# WHAT TO DO
Return all of the entries exactly, with nothing added or left out.

Stored items

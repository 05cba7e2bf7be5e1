use crate::datum::Datum;
use serde::{Deserialize, Serialize};
use std::collections::BTreeMap;
use std::sync::Arc;

pub type VarId = u64;

/// One node of an unevaluated query. Trees are immutable and share subtrees through `Arc`.
#[derive(Debug, Clone, PartialEq)]
pub enum Term {
    Literal(Datum),
    /// Field of the implicit row.
    Field(String),
    Call(Call),
}

#[derive(Debug, Clone, PartialEq)]
pub struct Call {
    pub op: Op,
    pub args: Vec<Arc<Term>>,
    pub opts: BTreeMap<String, Arc<Term>>,
}

#[derive(Debug, Clone, Copy, PartialEq, Eq, Hash, Serialize, Deserialize)]
#[serde(rename_all = "snake_case")]
pub enum Op {
    // structure
    MakeArray,
    MakeObject,
    Var,
    ImplicitVar,
    Func,
    // data access
    Table,
    Get,
    GetAll,
    Between,
    // objects
    GetField,
    HasFields,
    Keys,
    Pluck,
    Without,
    Merge,
    WithFields,
    Default,
    Contains,
    Match,
    // logic
    Eq,
    Ne,
    Gt,
    Ge,
    Lt,
    Le,
    And,
    Or,
    Not,
    Branch,
    // arithmetic
    Add,
    Sub,
    Mul,
    Div,
    Mod,
    // arrays
    Append,
    Prepend,
    Difference,
    SetInsert,
    SetUnion,
    SetIntersection,
    SetDifference,
    InsertAt,
    SpliceAt,
    DeleteAt,
    ChangeAt,
    // sequences
    Filter,
    Map,
    ConcatMap,
    OrderBy,
    Asc,
    Desc,
    Skip,
    Limit,
    Slice,
    Nth,
    IndexesOf,
    IsEmpty,
    Union,
    Sample,
    Distinct,
    Range,
    InnerJoin,
    OuterJoin,
    EqJoin,
    Zip,
    // aggregation
    Reduce,
    Count,
    Sum,
    Avg,
    Min,
    Max,
    Group,
    Ungroup,
    // time
    Now,
    Time,
    EpochTime,
    Iso8601,
    InTimezone,
    Timezone,
    During,
    Date,
    TimeOfDay,
    Year,
    Month,
    Day,
    DayOfWeek,
    DayOfYear,
    Hours,
    Minutes,
    Seconds,
    ToIso8601,
    ToEpochTime,
    // writes
    Insert,
    Update,
    Replace,
    Delete,
    ForEach,
}

impl Op {
    /// Wire name, e.g. `concat_map`.
    #[must_use]
    pub fn name(self) -> String {
        match serde_json::to_value(self) {
            Ok(serde_json::Value::String(s)) => s,
            _ => format!("{self:?}"),
        }
    }

    #[must_use]
    pub const fn is_write(self) -> bool {
        matches!(self, Self::Insert | Self::Update | Self::Replace | Self::Delete | Self::ForEach)
    }

    /// Operators that keep rows addressable by primary key, so writes can follow them.
    #[must_use]
    pub const fn preserves_selection(self) -> bool {
        matches!(
            self,
            Self::Get
                | Self::GetAll
                | Self::Between
                | Self::Filter
                | Self::OrderBy
                | Self::Skip
                | Self::Limit
                | Self::Slice
                | Self::Nth
                | Self::Sample
        )
    }

    /// Operators applied group by group when their receiver is grouped data.
    #[must_use]
    pub const fn is_group_aware(self) -> bool {
        matches!(
            self,
            Self::Filter
                | Self::Map
                | Self::ConcatMap
                | Self::OrderBy
                | Self::Skip
                | Self::Limit
                | Self::Slice
                | Self::Nth
                | Self::Distinct
                | Self::Count
                | Self::Sum
                | Self::Avg
                | Self::Min
                | Self::Max
                | Self::Reduce
                | Self::Pluck
                | Self::Without
                | Self::Merge
                | Self::WithFields
                | Self::HasFields
                | Self::GetField
                | Self::IsEmpty
                | Self::Contains
                | Self::Zip
                | Self::Sample
        )
    }
}

impl Term {
    #[must_use]
    pub fn call(op: Op, args: Vec<Arc<Self>>) -> Self {
        Self::Call(Call { op, args, opts: BTreeMap::new() })
    }

    #[must_use]
    pub const fn op(&self) -> Option<Op> {
        match self {
            Self::Call(c) => Some(c.op),
            _ => None,
        }
    }

    #[must_use]
    pub const fn as_literal(&self) -> Option<&Datum> {
        match self {
            Self::Literal(d) => Some(d),
            _ => None,
        }
    }

    /// Visits this node and every descendant, options included.
    pub fn walk<'a>(&'a self, visit: &mut impl FnMut(&'a Self)) {
        visit(self);
        if let Self::Call(c) = self {
            for a in &c.args {
                a.walk(visit);
            }
            for o in c.opts.values() {
                o.walk(visit);
            }
        }
    }
}

impl Call {
    #[must_use]
    pub fn opt(&self, name: &str) -> Option<&Arc<Term>> {
        self.opts.get(name)
    }

    /// Operands after the receiver.
    #[must_use]
    pub fn rest(&self) -> &[Arc<Term>] {
        self.args.get(1..).unwrap_or(&[])
    }
}

#[cfg(test)]
mod tests {
    use super::*;

    #[test]
    fn wire_names_are_snake_case() {
        assert_eq!(Op::ConcatMap.name(), "concat_map");
        assert_eq!(Op::Iso8601.name(), "iso8601");
        assert_eq!(Op::ToEpochTime.name(), "to_epoch_time");
    }

    #[test]
    fn walk_visits_arguments_and_options() {
        let mut call = Call {
            op: Op::Insert,
            args: vec![Arc::new(Term::Literal(1.into()))],
            opts: BTreeMap::new(),
        };
        call.opts.insert("durability".into(), Arc::new(Term::Literal("soft".into())));
        let t = Term::Call(call);
        let mut n = 0;
        t.walk(&mut |_| n += 1);
        assert_eq!(n, 3);
    }
}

# EXERCISE OUTPUT
repository 05cba7e2bf7be5e1
use crate::datum::Datum;
use serde::{Deserialize, Serialize};
use std::collections::BTreeMap;
use std::sync::Arc;

pub type VarId = u64;

/// One node of an unevaluated query. Trees are immutable and share subtrees through `Arc`.
#[derive(Debug, Clone, PartialEq)]
pub enum Term {
    Literal(Datum),
    /// Field of the implicit row.
    Field(String),
    Call(Call),
}

#[derive(Debug, Clone, PartialEq)]
pub struct Call {
    pub op: Op,
    pub args: Vec<Arc<Term>>,
    pub opts: BTreeMap<String, Arc<Term>>,
}

#[derive(Debug, Clone, Copy, PartialEq, Eq, Hash, Serialize, Deserialize)]
#[serde(rename_all = "snake_case")]
pub enum Op {
    // structure
    MakeArray,
    MakeObject,
    Var,
    ImplicitVar,
    Func,
    // data access
    Table,
    Get,
    GetAll,
    Between,
    // objects
    GetField,
    HasFields,
    Keys,
    Pluck,
    Without,
    Merge,
    WithFields,
    Default,
    Contains,
    Match,
    // logic
    Eq,
    Ne,
    Gt,
    Ge,
    Lt,
    Le,
    And,
    Or,
    Not,
    Branch,
    // arithmetic
    Add,
    Sub,
    Mul,
    Div,
    Mod,
    // arrays
    Append,
    Prepend,
    Difference,
    SetInsert,
    SetUnion,
    SetIntersection,
    SetDifference,
    InsertAt,
    SpliceAt,
    DeleteAt,
    ChangeAt,
    // sequences
    Filter,
    Map,
    ConcatMap,
    OrderBy,
    Asc,
    Desc,
    Skip,
    Limit,
    Slice,
    Nth,
    IndexesOf,
    IsEmpty,
    Union,
    Sample,
    Distinct,
    Range,
    InnerJoin,
    OuterJoin,
    EqJoin,
    Zip,
    // aggregation
    Reduce,
    Count,
    Sum,
    Avg,
    Min,
    Max,
    Group,
    Ungroup,
    // time
    Now,
    Time,
    EpochTime,
    Iso8601,
    InTimezone,
    Timezone,
    During,
    Date,
    TimeOfDay,
    Year,
    Month,
    Day,
    DayOfWeek,
    DayOfYear,
    Hours,
    Minutes,
    Seconds,
    ToIso8601,
    ToEpochTime,
    // writes
    Insert,
    Update,
    Replace,
    Delete,
    ForEach,
}

impl Op {
    /// Wire name, e.g. `concat_map`.
    #[must_use]
    pub fn name(self) -> String {
        match serde_json::to_value(self) {
            Ok(serde_json::Value::String(s)) => s,
            _ => format!("{self:?}"),
        }
    }

    #[must_use]
    pub const fn is_write(self) -> bool {
        matches!(self, Self::Insert | Self::Update | Self::Replace | Self::Delete | Self::ForEach)
    }

    /// Operators that keep rows addressable by primary key, so writes can follow them.
    #[must_use]
    pub const fn preserves_selection(self) -> bool {
        matches!(
            self,
            Self::Get
                | Self::GetAll
                | Self::Between
                | Self::Filter
                | Self::OrderBy
                | Self::Skip
                | Self::Limit
                | Self::Slice
                | Self::Nth
                | Self::Sample
        )
    }

    /// Operators applied group by group when their receiver is grouped data.
    #[must_use]
    pub const fn is_group_aware(self) -> bool {
        matches!(
            self,
            Self::Filter
                | Self::Map
                | Self::ConcatMap
                | Self::OrderBy
                | Self::Skip
                | Self::Limit
                | Self::Slice
                | Self::Nth
                | Self::Distinct
                | Self::Count
                | Self::Sum
                | Self::Avg
                | Self::Min
                | Self::Max
                | Self::Reduce
                | Self::Pluck
                | Self::Without
                | Self::Merge
                | Self::WithFields
                | Self::HasFields
                | Self::GetField
                | Self::IsEmpty
                | Self::Contains
                | Self::Zip
                | Self::Sample
        )
    }
}

impl Term {
    #[must_use]
    pub fn call(op: Op, args: Vec<Arc<Self>>) -> Self {
        Self::Call(Call { op, args, opts: BTreeMap::new() })
    }

    #[must_use]
    pub const fn op(&self) -> Option<Op> {
        match self {
            Self::Call(c) => Some(c.op),
            _ => None,
        }
    }

    #[must_use]
    pub const fn as_literal(&self) -> Option<&Datum> {
        match self {
            Self::Literal(d) => Some(d),
            _ => None,
        }
    }

    /// Visits this node and every descendant, options included.
    pub fn walk<'a>(&'a self, visit: &mut impl FnMut(&'a Self)) {
        visit(self);
        if let Self::Call(c) = self {
            for a in &c.args {
                a.walk(visit);
            }
            for o in c.opts.values() {
                o.walk(visit);
            }
        }
    }
}

impl Call {
    #[must_use]
    pub fn opt(&self, name: &str) -> Option<&Arc<Term>> {
        self.opts.get(name)
    }

    /// Operands after the receiver.
    #[must_use]
    pub fn rest(&self) -> &[Arc<Term>] {
        self.args.get(1..).unwrap_or(&[])
    }
}

#[cfg(test)]
mod tests {
    use super::*;

    #[test]
    fn wire_names_are_snake_case() {
        assert_eq!(Op::ConcatMap.name(), "concat_map");
        assert_eq!(Op::Iso8601.name(), "iso8601");
        assert_eq!(Op::ToEpochTime.name(), "to_epoch_time");
    }

    #[test]
    fn walk_visits_arguments_and_options() {
        let mut call = Call {
            op: Op::Insert,
            args: vec![Arc::new(Term::Literal(1.into()))],
            opts: BTreeMap::new(),
        };
        call.opts.insert("durability".into(), Arc::new(Term::Literal("soft".into())));
        let t = Term::Call(call);
        let mut n = 0;
        t.walk(&mut |_| n += 1);
        assert_eq!(n, 3);
    }
}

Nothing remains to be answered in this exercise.